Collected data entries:

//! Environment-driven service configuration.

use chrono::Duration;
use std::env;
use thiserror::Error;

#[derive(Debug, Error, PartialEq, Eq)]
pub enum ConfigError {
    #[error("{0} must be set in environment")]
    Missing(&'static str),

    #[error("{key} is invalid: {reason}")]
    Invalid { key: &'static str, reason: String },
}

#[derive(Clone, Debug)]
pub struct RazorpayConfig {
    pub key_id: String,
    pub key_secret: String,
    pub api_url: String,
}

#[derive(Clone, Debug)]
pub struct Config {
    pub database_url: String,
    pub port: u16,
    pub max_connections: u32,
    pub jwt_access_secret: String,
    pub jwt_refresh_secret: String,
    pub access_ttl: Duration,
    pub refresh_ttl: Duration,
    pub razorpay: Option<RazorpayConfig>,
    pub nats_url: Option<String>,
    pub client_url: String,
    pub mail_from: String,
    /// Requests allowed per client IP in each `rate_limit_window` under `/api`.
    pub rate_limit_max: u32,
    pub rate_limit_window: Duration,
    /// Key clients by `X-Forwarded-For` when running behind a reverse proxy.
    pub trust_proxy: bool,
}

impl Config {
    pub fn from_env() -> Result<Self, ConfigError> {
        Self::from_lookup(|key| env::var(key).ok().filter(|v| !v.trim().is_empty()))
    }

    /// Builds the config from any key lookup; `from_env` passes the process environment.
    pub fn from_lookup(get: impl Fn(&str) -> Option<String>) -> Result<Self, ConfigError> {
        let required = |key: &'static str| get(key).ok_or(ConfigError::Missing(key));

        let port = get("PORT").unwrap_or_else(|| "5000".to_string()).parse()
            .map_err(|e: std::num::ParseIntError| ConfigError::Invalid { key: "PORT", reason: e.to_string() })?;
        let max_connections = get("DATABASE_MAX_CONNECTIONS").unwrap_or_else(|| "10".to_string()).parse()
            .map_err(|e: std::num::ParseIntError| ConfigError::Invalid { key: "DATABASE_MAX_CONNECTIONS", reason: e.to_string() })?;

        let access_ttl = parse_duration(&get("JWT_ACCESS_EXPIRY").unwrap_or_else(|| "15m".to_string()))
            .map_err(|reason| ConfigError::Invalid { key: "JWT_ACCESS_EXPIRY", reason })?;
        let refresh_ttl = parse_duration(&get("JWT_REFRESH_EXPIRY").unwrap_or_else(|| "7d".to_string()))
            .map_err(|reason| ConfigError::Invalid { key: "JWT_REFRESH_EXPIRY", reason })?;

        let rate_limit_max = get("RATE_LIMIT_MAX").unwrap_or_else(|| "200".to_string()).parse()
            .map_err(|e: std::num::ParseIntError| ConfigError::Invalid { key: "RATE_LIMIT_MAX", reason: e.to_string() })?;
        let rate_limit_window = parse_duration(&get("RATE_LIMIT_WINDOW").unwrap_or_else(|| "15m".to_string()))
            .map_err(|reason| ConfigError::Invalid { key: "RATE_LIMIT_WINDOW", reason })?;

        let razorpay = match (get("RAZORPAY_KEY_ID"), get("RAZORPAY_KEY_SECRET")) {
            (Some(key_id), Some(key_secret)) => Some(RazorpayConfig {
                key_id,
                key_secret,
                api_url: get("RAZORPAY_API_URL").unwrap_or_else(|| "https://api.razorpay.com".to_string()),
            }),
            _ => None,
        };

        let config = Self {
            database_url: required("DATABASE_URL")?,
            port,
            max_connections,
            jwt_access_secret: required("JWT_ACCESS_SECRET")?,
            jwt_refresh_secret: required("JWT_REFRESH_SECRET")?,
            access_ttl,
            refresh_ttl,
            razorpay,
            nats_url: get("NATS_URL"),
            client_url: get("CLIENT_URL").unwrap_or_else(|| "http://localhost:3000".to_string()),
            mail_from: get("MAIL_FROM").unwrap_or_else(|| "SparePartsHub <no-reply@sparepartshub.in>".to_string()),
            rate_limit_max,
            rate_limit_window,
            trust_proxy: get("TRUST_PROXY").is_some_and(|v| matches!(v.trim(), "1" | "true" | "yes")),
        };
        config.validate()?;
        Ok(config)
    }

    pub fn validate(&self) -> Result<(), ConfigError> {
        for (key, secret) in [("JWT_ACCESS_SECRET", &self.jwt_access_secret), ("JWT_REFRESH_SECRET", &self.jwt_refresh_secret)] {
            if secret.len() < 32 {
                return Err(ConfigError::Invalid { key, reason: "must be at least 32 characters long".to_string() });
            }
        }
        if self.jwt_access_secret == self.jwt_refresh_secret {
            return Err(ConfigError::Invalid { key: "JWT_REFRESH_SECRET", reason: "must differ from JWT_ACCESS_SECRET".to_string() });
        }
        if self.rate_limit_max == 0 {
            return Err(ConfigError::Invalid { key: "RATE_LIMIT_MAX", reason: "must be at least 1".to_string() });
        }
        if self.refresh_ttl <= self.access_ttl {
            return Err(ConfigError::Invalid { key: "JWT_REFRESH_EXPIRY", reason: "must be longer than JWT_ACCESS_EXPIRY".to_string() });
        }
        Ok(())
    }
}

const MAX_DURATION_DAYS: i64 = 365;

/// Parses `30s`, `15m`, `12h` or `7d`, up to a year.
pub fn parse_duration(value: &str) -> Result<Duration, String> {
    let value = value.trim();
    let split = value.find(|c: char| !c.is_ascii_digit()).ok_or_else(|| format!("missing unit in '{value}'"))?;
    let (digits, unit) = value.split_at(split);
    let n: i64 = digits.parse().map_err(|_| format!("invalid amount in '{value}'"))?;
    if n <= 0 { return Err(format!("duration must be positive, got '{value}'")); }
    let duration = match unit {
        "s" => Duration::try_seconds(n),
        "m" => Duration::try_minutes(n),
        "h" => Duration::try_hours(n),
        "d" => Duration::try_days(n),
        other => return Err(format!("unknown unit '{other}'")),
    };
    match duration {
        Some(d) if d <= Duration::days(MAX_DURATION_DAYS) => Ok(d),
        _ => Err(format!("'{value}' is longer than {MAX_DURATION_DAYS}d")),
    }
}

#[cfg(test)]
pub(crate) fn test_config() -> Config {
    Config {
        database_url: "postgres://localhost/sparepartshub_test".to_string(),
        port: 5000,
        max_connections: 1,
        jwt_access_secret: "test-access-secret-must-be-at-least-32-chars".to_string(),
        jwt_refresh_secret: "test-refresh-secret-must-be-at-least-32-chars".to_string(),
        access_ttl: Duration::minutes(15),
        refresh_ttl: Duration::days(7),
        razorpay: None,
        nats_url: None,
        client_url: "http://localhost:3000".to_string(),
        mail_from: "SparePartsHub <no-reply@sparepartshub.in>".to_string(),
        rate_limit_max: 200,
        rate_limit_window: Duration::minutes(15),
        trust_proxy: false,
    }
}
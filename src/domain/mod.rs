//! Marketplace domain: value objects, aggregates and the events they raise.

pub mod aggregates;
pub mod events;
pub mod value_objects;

- **Problem**
Once you have read the entries above, state how many of their lines include "format", giving the number alone.

- **Written answer**
5